My husband and I really do feel blessed to have found our builder. What we wanted was something unique: a pole barn exterior, but with the interior of a nice home. While we were able to find contractors who would build us a pole barn, and contractors who would build us a home, it was difficult finding someone who was able to do both. So the day I had to make an emergency trip to the vet, and happened to pass by our builder’s lot showing his sample wares was a blessed day indeed. This isn’t a post intended to slam, these are just some things that I wish I had been told ahead of time so I could have been prepared; and things that I would pass on to anyone else getting ready to build a home or undertake a major remodel:
1. That two months in builder’s terms actually means something more along the lines of about 6.
We purchased our land in February and were ready to go with contract signed. The actual ground breaking on the garage did not begin until April, our home was not started until May. We moved in at the end of October. The delay was due to a number of things beyond our control such as weather and unavailable contractors.
2. That it would not be a steadily moving process.
I thought that things would move along at a fast and furious pace. Instead it went something a little more like this: Weeks of waiting for something to happen would be abruptly interrupted by an early morning phone call ~ usually one that would get me out of bed. On the other end would be some contractor on his way to our property, typically lost, and needing me to drop everything in order to meet him at the site in order to make decisions and give direction. Plans for the day would be changed last minute while I raced to meet him, battling early morning construction traffic in yoga pants, ponytail, and no make-up. We’d have a few days of frantic activity, and then weeks of waiting would start the process again.

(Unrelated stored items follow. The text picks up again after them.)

//! Per (file, rule) debouncing of change events.
//!
//! Each key has at most one pending timer. A new event for the key aborts the
//! pending timer and starts a fresh one of `rule.delay` seconds. Each timer
//! carries a generation number and only fires if it is still the registered
//! generation when it wakes, so a superseded timer that was already past its
//! sleep can never fire as well.
//!
//! A timer that fires while another rule is still processing the same file
//! is armed again, so no rule's run is lost to the in-flight check.

use std::collections::HashMap;
use std::path::{Path, PathBuf};
use std::sync::{Arc, Mutex};

use std::time::Duration;

use futures::future::{BoxFuture, FutureExt};
use tokio::sync::mpsc::UnboundedSender;
use tokio::task::JoinHandle;
use tracing::{debug, info};

use crate::config::MonitoringRule;
use crate::pipeline::{Pipeline, ProcessOutcome, RunReport};

type DebounceKey = (PathBuf, String);

/// Lower bound on the delay before a run blocked by another rule is retried.
const RETRY_FLOOR: Duration = Duration::from_secs(1);

struct PendingTimer {
    generation: u64,
    handle: JoinHandle<()>,
}

#[derive(Default)]
struct TimerTable {
    next_generation: u64,
    pending: HashMap<DebounceKey, PendingTimer>,
}

struct DebounceState {
    pipeline: Arc<Pipeline>,
    timers: Mutex<TimerTable>,
    reporter: Option<UnboundedSender<RunReport>>,
}

pub struct Debouncer {
    state: Arc<DebounceState>,
}

impl Debouncer {
    pub fn new(pipeline: Arc<Pipeline>) -> Self {
        Self {
            state: Arc::new(DebounceState {
                pipeline,
                timers: Mutex::new(TimerTable::default()),
                reporter: None,
            }),
        }
    }

    /// Send a [`RunReport`] for every pipeline run a timer triggers.
    pub fn with_reporter(self, reporter: UnboundedSender<RunReport>) -> Self {
        Self {
            state: Arc::new(DebounceState {
                pipeline: Arc::clone(&self.state.pipeline),
                timers: Mutex::new(TimerTable::default()),
                reporter: Some(reporter),
            }),
        }
    }

    /// Number of timers currently waiting to fire.
    pub fn pending(&self) -> usize {
        self.state
            .timers
            .lock()
            .expect("timer lock poisoned")
            .pending
            .len()
    }

    pub fn on_file_event(&self, path: &Path, rule: Arc<MonitoringRule>) {
        let key: DebounceKey = (path.to_path_buf(), rule.name.clone());
        let mut table = self.state.timers.lock().expect("timer lock poisoned");

        if let Some(previous) = table.pending.remove(&key) {
            previous.handle.abort();
            debug!(path = %path.display(), rule = %rule.name, "[DEBOUNCE] Restarting timer");
        } else {
            debug!(path = %path.display(), rule = %rule.name, delay = rule.delay, "[DEBOUNCE] Starting timer");
        }

        let delay = rule.delay();
        arm_locked(&self.state, &mut table, key, rule, delay);
    }

    /// Abort every pending timer.
    pub fn cancel_all(&self) {
        let mut table = self.state.timers.lock().expect("timer lock poisoned");
        for (_, timer) in table.pending.drain() {
            timer.handle.abort();
        }
    }
}

/// Register a fresh timer for `key`. The caller holds the table lock.
fn arm_locked(
    state: &Arc<DebounceState>,
    table: &mut TimerTable,
    key: DebounceKey,
    rule: Arc<MonitoringRule>,
    delay: Duration,
) {
    table.next_generation += 1;
    let generation = table.next_generation;
    let handle = tokio::spawn(fire(Arc::clone(state), key.clone(), generation, rule, delay));
    table.pending.insert(key, PendingTimer { generation, handle });
}

fn fire(
    state: Arc<DebounceState>,
    key: DebounceKey,
    generation: u64,
    rule: Arc<MonitoringRule>,
    delay: Duration,
) -> BoxFuture<'static, ()> {
    async move {
        tokio::time::sleep(delay).await;

        {
            let mut table = state.timers.lock().expect("timer lock poisoned");
            match table.pending.get(&key) {
                Some(timer) if timer.generation == generation => {
                    table.pending.remove(&key);
                }
                _ => return,
            }
        }

        let (path, rule_name) = key;
        let store = state.pipeline.store();
        if !store.exists(&path).await {
            debug!(path = %path.display(), rule = %rule_name, "[DEBOUNCE] File gone before timer fired; dropping");
            return;
        }
        // Events raised by the rule's own in-place rewrite land here.
        if let Ok(meta) = store.stat(&path).await {
            if !state.pipeline.needs_processing(&path, &rule_name, meta.modified) {
                debug!(path = %path.display(), rule = %rule_name, "[DEBOUNCE] Unchanged since last run; dropping");
                return;
            }
        }

        info!(path = %path.display(), rule = %rule_name, "[DEBOUNCE] Quiet period elapsed; processing");
        let outcome = state.pipeline.process_file(&path, &rule).await;

        if outcome == ProcessOutcome::AlreadyProcessing {
            let key: DebounceKey = (path, rule_name);
            let mut table = state.timers.lock().expect("timer lock poisoned");
            if !table.pending.contains_key(&key) {
                debug!(path = %key.0.display(), rule = %key.1, "[DEBOUNCE] File busy; retrying later");
                let retry = rule.delay().max(RETRY_FLOOR);
                arm_locked(&state, &mut table, key, rule, retry);
            }
            return;
        }

        if let Some(reporter) = &state.reporter {
            let _ = reporter.send(RunReport {
                rule: rule_name,
                path,
                outcome,
            });
        }
    }
    .boxed()
}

3.That I would have to make some major decisions with only seconds to decide.
I had always thought this would not be a big deal for me because I am someone who knows what they want when it comes to design and aesthetic. I had in mind exactly what I wanted the final product to look like. What I didn’t know is that there are a lot of little things under the surface that are not as easy to think about. Things like the placement of light switches, outlets, door swings, etc. More often times than not, I’d have no time to think these things through, and have to decide while workmen noisily drilled holes in what were to become my kitchen walls. I slowly began to understand why people talked about building being one of the most stressful of life’s events. Some of these decisions were upgrades that cost additional $$ we did not budget for.
4. That construction creates a magnificent mess inside and out. Contractors do not clean up their mess.
I had always thought clean up was a given. I repeatedly told my husband not to worry about the growing pile of debris and beer cans in our front yard, not to mention the debris that was tossed in the bathtub and not removed when the plumber decided to try out the shower head to see if it was in working order. Surely, that would all be hauled off in the end. Right? RIGHT??? Wrong. We were completely responsible for the mess; either by cleaning it up ourselves, or hiring someone else to do it. An unpleasant surprise to say the least.
5. That communicating with a contractor is very difficult.
This was for a variety of reasons: poor phone connection, emails that were sent but never received, or simply because I am a housewife and do not know construction lingo. More often times than not, the contractor would also be in a terrible hurry and not really willing to deal with someone who refers to post tension slab as a foundation thingie.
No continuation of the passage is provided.